Suburban cemeteries also catered to city needs, and contributed to the artistic and spiritual life of the community. In the middle of the 19th century, the Victorian garden cemetery came to Canada from England, creating ornamental places of repose on the outskirts of cities. Also from England came views hostile to city cemeteries. The Cemeteries Clauses Act of 1847, the product of social reformers, forced cemeteries outside towns, and the Burial Act of 1853 empowered cabinets to close churchyards to further burials. The reformers were in part reacting to the urban migration during the Industrial Revolution, which they claimed had outstripped the ability of churchyards to house the dead. The reformers also had political goals: They tended to be secularists in a struggle with the church for authority over the dead.
In lockstep, the government of Canada West enacted an 1850 law that established “Public Cemeteries . . . near to, but without the limits of said Towns” and Quebec in 1855 decreed that no cemeteries could be built within town limits. The effect of sanitizing our cities in this way, of separating the living from the dead, has been profound. As scholar Lorraine Guay put it in “L’evolution de l’espace de la mort a Quebec,” a 1991 article in Continuite, “It points to a marginalizing of death as well as of the Church.”

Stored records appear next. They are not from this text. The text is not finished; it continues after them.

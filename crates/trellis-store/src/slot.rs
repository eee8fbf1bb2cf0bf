use std::sync::atomic::{AtomicI64, Ordering};

use chrono::Utc;
use tokio::sync::{Mutex, MutexGuard};
use trellis_core::ConversationThread;

/// One conversation's slot in the store: the thread behind its own lock,
/// plus an activity stamp readable without taking that lock.
///
/// Lock ordering rules (to prevent deadlocks):
/// 1. The store's structural lock is never held while waiting on a slot
///    lock; eviction only probes with `try_lock`.
/// 2. A slot lock may be held across the backend call. The atomic stamp
///    exists so the janitor can judge idleness without waiting on it.
pub struct ThreadSlot {
    last_activity_ms: AtomicI64,
    thread: Mutex<ConversationThread>,
}

impl ThreadSlot {
    pub(crate) fn new(thread: ConversationThread) -> Self {
        Self {
            last_activity_ms: AtomicI64::new(Utc::now().timestamp_millis()),
            thread: Mutex::new(thread),
        }
    }

    /// Serializes all turn and alias access for this conversation. Held
    /// across the full append-invoke-append window by the dispatcher so
    /// turns within one thread stay totally ordered.
    pub async fn lock(&self) -> MutexGuard<'_, ConversationThread> {
        self.thread.lock().await
    }

    /// Stamps the slot as just used. Call after any mutation.
    pub fn touch(&self) {
        self.last_activity_ms
            .store(Utc::now().timestamp_millis(), Ordering::Relaxed);
    }

    pub fn last_activity_ms(&self) -> i64 {
        self.last_activity_ms.load(Ordering::Relaxed)
    }

    /// True when the slot is idle past `cutoff_ms` and nothing holds its
    /// lock right now. Never waits.
    pub(crate) fn evictable(&self, cutoff_ms: i64) -> bool {
        if self.last_activity_ms() >= cutoff_ms {
            return false;
        }
        self.thread.try_lock().is_ok()
    }
}
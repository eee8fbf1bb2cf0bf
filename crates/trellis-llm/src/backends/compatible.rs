use async_trait::async_trait;
use reqwest::Client;

use super::openai_compat;
use super::ChatBackend;
use crate::catalog::ModelDescriptor;
use crate::error::BackendError;
use crate::router::InvokeParams;
use crate::wire::{CompletionOutcome, CompletionRequest, WireMessage};

/// Any other OpenAI-compatible endpoint (local inference servers, gateway
/// proxies). Error bodies vary, so both common shapes are tried.
pub struct CompatibleBackend {
    client: Client,
}

impl CompatibleBackend {
    pub fn new(client: Client) -> Self {
        Self { client }
    }
}

fn read_error_body(body: &str) -> Option<String> {
    let value: serde_json::Value = serde_json::from_str(body).ok()?;
    if let Some(message) = value
        .get("error")
        .and_then(|error| error.get("message"))
        .and_then(|message| message.as_str())
    {
        return Some(message.to_string());
    }
    value
        .get("message")
        .and_then(|message| message.as_str())
        .map(str::to_string)
}

#[async_trait]
impl ChatBackend for CompatibleBackend {
    async fn complete(
        &self,
        descriptor: &ModelDescriptor,
        credential: &str,
        messages: &[WireMessage],
        params: &InvokeParams,
    ) -> Result<CompletionOutcome, BackendError> {
        let body = CompletionRequest {
            model: &descriptor.model_id,
            messages,
            max_tokens: params.max_tokens,
            temperature: params.temperature,
        };
        openai_compat::post_chat_completion(
            &self.client,
            &descriptor.base_url,
            credential,
            &body,
            params.timeout,
            read_error_body,
        )
        .await
    }
}

#[cfg(test)]
mod tests {
    use super::*;

    #[test]
    fn reads_nested_and_flat_shapes() {
        assert_eq!(
            read_error_body(r#"{"error": {"message": "nested"}}"#).as_deref(),
            Some("nested")
        );
        assert_eq!(
            read_error_body(r#"{"message": "flat"}"#).as_deref(),
            Some("flat")
        );
        assert_eq!(read_error_body("not json"), None);
    }
}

There was never any inherent shortage of burial space within cities, just as there is never an inherent shortage of space for parks or any other amenity. All land uses must compete with one another to determine the highest and best use for any particular plot. But even if the claim that city land was unavailable could once be made, it can no longer. Cities are replete with dead space that cries out for precisely the kind of enlivenment that elegant landscaped cemeteries, adorned with statues and tombstones and gated in wrought iron, can provide.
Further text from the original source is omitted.